Thus let us drink beer - the Oceania / Ireland Axis
Let’s start this instalment in Oceania before we branch out to the ole world:
Steinlager from New Zealand, given its telling name, is not hard to accurately classify as an European Pale Lager, which clocks in at an ABV of 4.8%.
Transparently golden in semblance and highly carbonated with a rapidly deteriorating frothy and fluffy head, it starts out with a biscuity, grassy hoppy hay flavour before it plateaus at a level on par with the better emissions from the Czech Republic with hints of pepper. There is a distinct crispness and a light, melon watery mouthfeel to it that along with its grainy malt flavours and light tartness make it a nice, simple and straight forward yet satisfying go to on hot days, as it is easy to drink and quenching thirst. A solid lawnmower beer.
One of my favourite breweries from New Zealand is Panhead with its underpinning motorcycle / engine themes and aesthetic that pervades its portfolio like a red thread:
Their Quickchange XPA is an exercise par excellence marrying big hoppy flavours with a stripped-down malt chassis. Mosaic, Galaxy and Citra alpha oils with their mango, guava, pineapple and lychee characters, make for a smorgasbord of delicious nuances that are all individually to a whole that is bigger than the sum of the components and never overpowering.
Unfortunately, this is the only emission I have been able to try from Panhead and seeing how their website details a range of limited, special edition brews, this brewery and its aesthetic warrants a dedicated feature.

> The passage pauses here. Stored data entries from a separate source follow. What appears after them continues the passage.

use async_trait::async_trait;
use identity::{Error, InteractionContext};
use url::Url;

/// Interaction context with a fixed availability that answers every consent
/// screen with a canned redirect.
pub struct StaticContext {
    available: bool,
    redirect: Url,
}

impl StaticContext {
    pub fn available() -> Self {
        Self::new(true)
    }

    pub fn unavailable() -> Self {
        Self::new(false)
    }

    fn new(available: bool) -> Self {
        Self {
            available,
            redirect: Url::parse("http://127.0.0.1:8976/callback?code=test-code")
                .expect("static redirect URL is valid"),
        }
    }
}

#[async_trait]
impl InteractionContext for StaticContext {
    fn is_available(&self) -> bool {
        self.available
    }

    async fn present(&self, _authorize_url: &Url) -> Result<Url, Error> {
        Ok(self.redirect.clone())
    }
}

Certainly a brewery that keeps my gears well oiled.
James Squire’s 150 Lashes Extra Pale Ale makes up what it lacks in the ABV department (4.2% ABV) with flavour: Brewed using Nelson Sauvin and Amarillo hops this lively carbonated pale ale is a refreshing pale-gold Australian-style cloudy pale ale with restrained bitterness and a clean, unharsh finish. The use of malted wheat adds to its refreshing character delivering an ale with subtle hints of passionfruit, grapefruit and citrus.
Pouring light with its medium body, velvety texture, effervescence with a bit of fizz it proves to be a invigorating, pleasantly light one that with its tropical character and resinous pine feel is ideal for the hot summers on terra australis and very pleasant as an excellently balanced quaffer.

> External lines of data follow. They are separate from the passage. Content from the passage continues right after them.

//! Identity provider configuration.

use std::collections::{BTreeMap, BTreeSet};

use serde::{Deserialize, Serialize};

/// Known OAuth identity providers.
#[derive(Debug, Clone, Copy, PartialEq, Eq, Serialize, Deserialize)]
#[serde(rename_all = "snake_case")]
pub enum ProviderKind {
    GitHub,
}

impl ProviderKind {
    /// Get the provider identifier string.
    pub fn as_str(&self) -> &'static str {
        match self {
            ProviderKind::GitHub => "github.com",
        }
    }
}

/// Scope granting read access to the user's public profile.
pub const GITHUB_SCOPE_READ_USER: &str = "read:user";
/// Scope granting read access to the user's email addresses.
pub const GITHUB_SCOPE_USER_EMAIL: &str = "user:email";
/// Custom parameter letting the consent flow create a new GitHub account.
pub const GITHUB_PARAM_ALLOW_SIGNUP: &str = "allow_signup";

/// Provider configuration sent with every interactive sign-in.
#[derive(Debug, Clone, PartialEq, Eq)]
pub struct ProviderConfig {
    /// Provider identifier.
    pub provider: ProviderKind,
    /// OAuth scopes to request.
    pub scopes: BTreeSet<String>,
    /// Extra query parameters for the authorization request.
    pub custom_parameters: BTreeMap<String, String>,
}

impl ProviderConfig {
    /// GitHub with basic profile and email scopes, allowing new account creation.
    pub fn github() -> Self {
        let scopes = [GITHUB_SCOPE_READ_USER, GITHUB_SCOPE_USER_EMAIL]
            .into_iter()
            .map(str::to_string)
            .collect();
        let custom_parameters =
            BTreeMap::from([(GITHUB_PARAM_ALLOW_SIGNUP.to_string(), "true".to_string())]);

        Self {
            provider: ProviderKind::GitHub,
            scopes,
            custom_parameters,
        }
    }

    /// Build the request for one sign-in attempt.
    pub fn sign_in_request(&self) -> SignInRequest {
        SignInRequest {
            provider: self.provider,
            scopes: self.scopes.clone(),
            custom_parameters: self.custom_parameters.clone(),
        }
    }
}

impl Default for ProviderConfig {
    fn default() -> Self {
        Self::github()
    }
}

/// What the coordinator asks the identity service for on each sign-in.
#[derive(Debug, Clone, PartialEq, Eq)]
pub struct SignInRequest {
    pub provider: ProviderKind,
    pub scopes: BTreeSet<String>,
    pub custom_parameters: BTreeMap<String, String>,
}

impl SignInRequest {
    /// Scopes joined the way OAuth authorization URLs expect them.
    pub fn scope_string(&self) -> String {
        self.scopes
            .iter()
            .map(String::as_str)
            .collect::<Vec<_>>()
            .join(" ")
    }
}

Detour to Ireland’s creamy ales:
Kilkenny, the melange of water, roasted malted barley, hops and yeast that was first brewed in 1710 at St Francis Abbey.
For many of these kinds of ales are an acquired taste and I understand why as I have only recently warmed to them myself: The 0,44 l Kilkenny can pours clear old copper color culminating in a creamy nitro head. Aromas are reminiscent of caramel, grainy malt and earthy light dried fruit result in a taste that navigates a spectrum between light sweet to medium bitter. The translucent ruby light body is creamy in nature, not overly carbonated and a finish that incorporates caramel and earthy, gentle bitterness at the finish.
Certainly, a beer that is nice to look at, with an immense history and imago to beat.
Now to the Irish kingpin and Kilkenny’s bigger brother:
Drinking Guinness on its home turf as well as in pretty much any Irish pub on this earthround is more of a ritual for faithful than merely having a brewski. With its very creamy thin beige head and black / dark brown body, Guinness is an experience, which adds to its charm.
Taste-wise its rich unique flavour is widely perceived to be an acquired one for sure and I have always wondered about the absence of stouty notes, which one would expect from the appearance alone. It is very creamy and smooth, lightly roasted and reminiscent of cold coffee with only a slight acidity and a rather short finish. The cans come with a widget to help maintain the frothiness that it usually comes with from the tap.
As far as the aroma is concerned, Guinness is a nice, rich ode to malt.
A classic, robust beer that pairs well with Jameson’s Black Barrel expression, a hearty winter meal and cold days.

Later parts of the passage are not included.